Instructions to follow
Your response must be made up of each line in the data below that contains the string "visite".

Source records:
..............................

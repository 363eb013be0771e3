//! Thermal receipt / ticket renderer
//!
//! Fixed layout: centered store header, rule, document number,
//! timestamp, optional client block, item lines with right-aligned
//! prices, total in EUR, footer. The closing courtesy line only
//! appears on receipts that actually bill something.

use chrono_tz::Tz;
use rm_printer::{Dialect, EscPosBuilder};

use shared::{PrintJob, PrinterDescriptor};

/// Receipts are stamped in the shop's local time.
const RECEIPT_TZ: Tz = chrono_tz::Europe::Paris;

/// Render a receipt or ticket job to ESC/POS bytes.
pub fn render_receipt(job: &PrintJob, printer: &PrinterDescriptor) -> Vec<u8> {
    let dialect = Dialect::for_device_name(&printer.system_name);
    let width = char_width(printer);
    let mut b = EscPosBuilder::new(width, dialect);
    let content = &job.content;

    // Header: store name, double height bold, centered
    b.center();
    if let Some(store_name) = &content.store_name {
        b.double_height_bold();
        b.line(store_name);
        b.reset_style();
    }
    if let Some(address) = &content.store_address {
        b.line(address);
    }
    b.left();
    b.sep_single();

    // Document number, centered
    let number = content
        .ticket_number
        .as_deref()
        .or(content.receipt_number.as_deref());
    if let Some(number) = number {
        b.center();
        b.line(number);
        b.left();
    }

    // Timestamp, left-aligned
    let timestamp = content
        .timestamp
        .clone()
        .unwrap_or_else(|| now_formatted());
    b.line(&timestamp);

    // Client block
    if let Some(client) = &content.client_name {
        match &content.client_phone {
            Some(phone) => b.line(&format!("{client} - {phone}")),
            None => b.line(client),
        };
    }
    b.sep_single();

    // Item lines: "Nx desc" left, price right
    let items = content.items.as_deref().unwrap_or(&[]);
    for item in items {
        let qty = format_quantity(item.quantity);
        b.line_lr(
            &format!("{qty}x {}", item.description),
            &format!("{:.2}", item.price),
        );
    }
    b.sep_single();

    // Total, right-aligned, emphasized
    if let Some(total) = content.total {
        b.right();
        b.double_height_bold();
        b.line(&format!("TOTAL: {total:.2} EUR"));
        b.reset_style();
        b.left();
    }

    if let Some(footer) = &content.footer {
        b.newline();
        b.center();
        b.line(footer);
        b.left();
    }

    if !items.is_empty() {
        b.newline();
        b.center();
        b.line("Merci de votre visite !");
        b.left();
    }

    b.cut_feed(4);
    b.build()
}

/// 58mm paper fits 32 columns, 80mm fits 48.
fn char_width(printer: &PrinterDescriptor) -> usize {
    if printer.capabilities.max_width_mm <= 58 {
        32
    } else {
        48
    }
}

fn format_quantity(quantity: f64) -> String {
    if quantity.fract() == 0.0 {
        format!("{}", quantity as i64)
    } else {
        format!("{quantity}")
    }
}

fn now_formatted() -> String {
    chrono::Utc::now()
        .with_timezone(&RECEIPT_TZ)
        .format("%d/%m/%Y %H:%M")
        .to_string()
}

#[cfg(test)]
mod tests {
    use super::*;
    use crate::printers::{classify, RawPrinter};

    fn printer(name: &str) -> PrinterDescriptor {
        classify(&RawPrinter {
            name: name.into(),
            ..Default::default()
        })
    }

    fn receipt_job(content: serde_json::Value) -> PrintJob {
        serde_json::from_value(serde_json::json!({
            "id": "J1",
            "printerSystemName": "TM-T88V",
            "documentType": "receipt",
            "content": content,
        }))
        .unwrap()
    }

    fn rendered_text(bytes: &[u8]) -> String {
        String::from_utf8_lossy(bytes).into_owned()
    }

    #[test]
    fn test_full_receipt_layout() {
        let job = receipt_job(serde_json::json!({
            "storeName": "Chez Martin",
            "storeAddress": "12 rue de la Paix, Lyon",
            "ticketNumber": "T-0042",
            "timestamp": "22/01/2025 14:32",
            "clientName": "Jean Dupont",
            "clientPhone": "+33 6 12 34 56 78",
            "items": [
                {"quantity": 2, "description": "Vitre iPhone 12", "price": 49.90},
                {"quantity": 1, "description": "Coque", "price": 9.99}
            ],
            "total": 109.79,
            "footer": "TVA FR 12 345 678 901"
        }));

        let bytes = render_receipt(&job, &printer("EPSON TM-T88V"));
        let text = rendered_text(&bytes);

        assert!(text.contains("Chez Martin"));
        assert!(text.contains("12 rue de la Paix, Lyon"));
        assert!(text.contains("T-0042"));
        assert!(text.contains("22/01/2025 14:32"));
        assert!(text.contains("Jean Dupont - +33 6 12 34 56 78"));
        assert!(text.contains("2x Vitre iPhone 12"));
        assert!(text.contains("49.90"));
        assert!(text.contains("TOTAL: 109.79 EUR"));
        assert!(text.contains("TVA FR 12 345 678 901"));
        assert!(text.contains("Merci de votre visite !"));
        // EPSON cut-with-feed at the end
        assert!(bytes.windows(3).any(|w| w == [0x1D, 0x56, 0x42]));
    }

    #[test]
    fn test_courtesy_line_needs_items() {
        let job = receipt_job(serde_json::json!({
            "storeName": "Chez Martin",
            "ticketNumber": "T-0001"
        }));
        let text = rendered_text(&render_receipt(&job, &printer("EPSON TM-T88V")));
        assert!(!text.contains("Merci de votre visite !"));
    }

    #[test]
    fn test_star_dialect_selected_by_name() {
        let job = receipt_job(serde_json::json!({
            "storeName": "S",
            "items": [{"quantity": 1, "description": "X", "price": 1.0}]
        }));
        let bytes = render_receipt(&job, &printer("Star TSP143"));
        // STAR cut (ESC d 2), no EPSON GS V
        assert!(bytes.windows(3).any(|w| w == [0x1B, 0x64, 0x02]));
        assert!(!bytes.windows(2).any(|w| w == [0x1D, 0x56]));
    }

    #[test]
    fn test_58mm_printer_uses_narrow_width() {
        let job = receipt_job(serde_json::json!({"storeName": "S"}));
        let bytes = render_receipt(&job, &printer("XPrinter XP-58 Thermal"));
        let text = rendered_text(&bytes);
        // Separator rule matches the 32-column width.
        assert!(text.contains(&"-".repeat(32)));
        assert!(!text.contains(&"-".repeat(48)));
    }

    #[test]
    fn test_missing_timestamp_uses_now() {
        let job = receipt_job(serde_json::json!({
            "storeName": "S",
            "items": [{"quantity": 1, "description": "X", "price": 1.0}]
        }));
        let text = rendered_text(&render_receipt(&job, &printer("EPSON TM-T88V")));
        // dd/mm/yyyy somewhere in the output
        let has_date = text
            .lines()
            .any(|l| l.len() >= 16 && l.chars().filter(|c| *c == '/').count() == 2);
        assert!(has_date);
    }

    #[test]
    fn test_fractional_quantity_kept() {
        assert_eq!(format_quantity(2.0), "2");
        assert_eq!(format_quantity(0.5), "0.5");
    }
}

..............................

Exercise result
        b.line("Merci de votre visite !");
        assert!(text.contains("Merci de votre visite !"));
        assert!(!text.contains("Merci de votre visite !"));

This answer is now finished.